What you have to do:
Where the string "pvid" occurs in a line of the entries below, copy that line.

╔══

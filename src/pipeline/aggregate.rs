//! Cross-page merge for one category run.

use crate::core::types::ProductRecord;
use crate::pipeline::PageExtraction;
use std::collections::HashSet;
use tracing::{info, warn};

#[derive(Debug, Clone, PartialEq, Eq)]
pub enum PageStatus {
    /// Product cards were found, whether or not any passed the category rule.
    Scraped,
    /// Loaded but showed no product cards.
    Empty,
    Failed(String),
}

/// Per-page line of the run audit.
#[derive(Debug, Clone, PartialEq, Eq)]
pub struct PageAudit {
    pub label: String,
    /// Product cards on the page, before classification.
    pub cards: usize,
    /// Records that passed the category rule.
    pub offered: usize,
    pub added: usize,
    pub status: PageStatus,
}

/// Accumulates classified records across pages, first occurrence wins.
#[derive(Debug, Default)]
pub struct CrossPageAggregator {
    seen: HashSet<String>,
    records: Vec<ProductRecord>,
    audit: Vec<PageAudit>,
}

/// Result of a finished aggregation.
#[derive(Debug, Clone, Default)]
pub struct Aggregation {
    pub records: Vec<ProductRecord>,
    pub audit: Vec<PageAudit>,
    /// Records dropped by the final pass.
    pub removed_in_final_pass: usize,
}

impl CrossPageAggregator {
    pub fn new() -> Self {
        Self::default()
    }

    pub fn len(&self) -> usize {
        self.records.len()
    }

    pub fn is_empty(&self) -> bool {
        self.records.is_empty()
    }

    /// Append unseen records from one page. Returns how many were new.
    pub fn absorb(&mut self, label: impl Into<String>, page: PageExtraction) -> usize {
        let label = label.into();
        let cards = page.cards_found;
        let offered = page.records.len();
        let mut added = 0;
        for record in page.records {
            if self.seen.insert(record.dedup_token()) {
                self.records.push(record);
                added += 1;
            }
        }
        info!(
            "   ✓ {}: {} new product(s) of {} (total: {})",
            label,
            added,
            offered,
            self.records.len()
        );
        if cards > 0 && offered == 0 {
            warn!("   ⚠️ {}: all {} card(s) were off-category", label, cards);
        }
        let status = if cards == 0 {
            PageStatus::Empty
        } else {
            PageStatus::Scraped
        };
        self.audit.push(PageAudit {
            label,
            cards,
            offered,
            added,
            status,
        });
        added
    }

    /// Note a page that could not be processed. It contributes nothing.
    pub fn record_failure(&mut self, label: impl Into<String>, reason: impl Into<String>) {
        let label = label.into();
        let reason = reason.into();
        warn!("   ✗ {}: {}", label, reason);
        self.audit.push(PageAudit {
            label,
            cards: 0,
            offered: 0,
            added: 0,
            status: PageStatus::Failed(reason),
        });
    }

    pub fn audit(&self) -> &[PageAudit] {
        &self.audit
    }

    pub fn finish(self) -> Aggregation {
        let (records, removed) = dedup_records(self.records);
        if removed > 0 {
            info!("Removed {} duplicate product(s) in final pass", removed);
        }
        Aggregation {
            records,
            audit: self.audit,
            removed_in_final_pass: removed,
        }
    }
}

/// Drop later records whose dedup token was already seen. Idempotent.
pub fn dedup_records(records: Vec<ProductRecord>) -> (Vec<ProductRecord>, usize) {
    let before = records.len();
    let mut seen = HashSet::new();
    let unique: Vec<ProductRecord> = records
        .into_iter()
        .filter(|r| seen.insert(r.dedup_token()))
        .collect();
    let removed = before - unique.len();
    (unique, removed)
}

#[cfg(test)]
mod tests {
    use super::*;
    use chrono::NaiveDate;

    fn record(name: &str, price: &str, url: &str) -> ProductRecord {
        let at = NaiveDate::from_ymd_opt(2025, 2, 2)
            .unwrap()
            .and_hms_opt(12, 0, 0)
            .unwrap();
        let mut r = ProductRecord::blank(at);
        r.name = name.into();
        r.price = price.into();
        if !url.is_empty() {
            r.product_url = url.into();
        }
        r
    }

    fn records() -> Vec<ProductRecord> {
        vec![
            record("Coke", "40", "https://z.com/pn/coke/pvid/1"),
            record("Sprite", "40", "https://z.com/pn/sprite/pvid/2"),
            record("Loose Lemonade", "30", ""),
        ]
    }

    fn extracted(records: Vec<ProductRecord>) -> PageExtraction {
        PageExtraction {
            cards_found: records.len(),
            records,
            ..PageExtraction::default()
        }
    }

    fn page() -> PageExtraction {
        extracted(records())
    }

    #[test]
    fn absorbing_the_same_page_twice_adds_nothing() {
        let mut agg = CrossPageAggregator::new();
        assert_eq!(agg.absorb("main", page()), 3);
        assert_eq!(agg.absorb("main again", page()), 0);
        assert_eq!(agg.len(), 3);

        let done = agg.finish();
        assert_eq!(done.records.len(), 3);
        assert_eq!(done.removed_in_final_pass, 0);
        assert_eq!(done.audit[1].added, 0);
        assert_eq!(done.audit[1].offered, 3);
    }

    #[test]
    fn url_less_records_dedup_by_name_and_price() {
        let mut agg = CrossPageAggregator::new();
        agg.absorb("a", extracted(vec![record("Loose Lemonade", "30", "")]));
        agg.absorb(
            "b",
            extracted(vec![
                record("Loose Lemonade", "30", ""),
                record("Loose Lemonade", "35", ""),
            ]),
        );
        let names: Vec<_> = agg
            .finish()
            .records
            .into_iter()
            .map(|r| format!("{}|{}", r.name, r.price))
            .collect();
        assert_eq!(names, vec!["Loose Lemonade|30", "Loose Lemonade|35"]);
    }

    #[test]
    fn failures_and_empty_pages_are_audited() {
        let mut agg = CrossPageAggregator::new();
        agg.absorb("Soft Drinks", page());
        agg.record_failure("Juices", "navigation timed out");
        agg.absorb("Water", PageExtraction::default());

        let audit = agg.finish().audit;
        assert_eq!(audit.len(), 3);
        assert_eq!(audit[0].status, PageStatus::Scraped);
        assert_eq!(audit[1].status, PageStatus::Failed("navigation timed out".into()));
        assert_eq!(audit[2].status, PageStatus::Empty);
    }

    #[test]
    fn page_with_only_off_category_cards_is_not_empty() {
        let mut agg = CrossPageAggregator::new();
        let bread_only = PageExtraction {
            cards_found: 1,
            rejected: 1,
            ..PageExtraction::default()
        };
        assert_eq!(agg.absorb("Bakery leak", bread_only), 0);

        let audit = &agg.audit()[0];
        assert_eq!(audit.status, PageStatus::Scraped);
        assert_eq!((audit.cards, audit.offered, audit.added), (1, 0, 0));
    }

    #[test]
    fn final_pass_is_idempotent() {
        let mut doubled = records();
        doubled.extend(records());
        let (once, removed) = dedup_records(doubled);
        assert_eq!(removed, 3);
        let (twice, removed_again) = dedup_records(once.clone());
        assert_eq!(removed_again, 0);
        assert_eq!(once, twice);
    }
}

╚══

Worked solution:
            record("Coke", "40", "https://z.com/pn/coke/pvid/1"),
            record("Sprite", "40", "https://z.com/pn/sprite/pvid/2"),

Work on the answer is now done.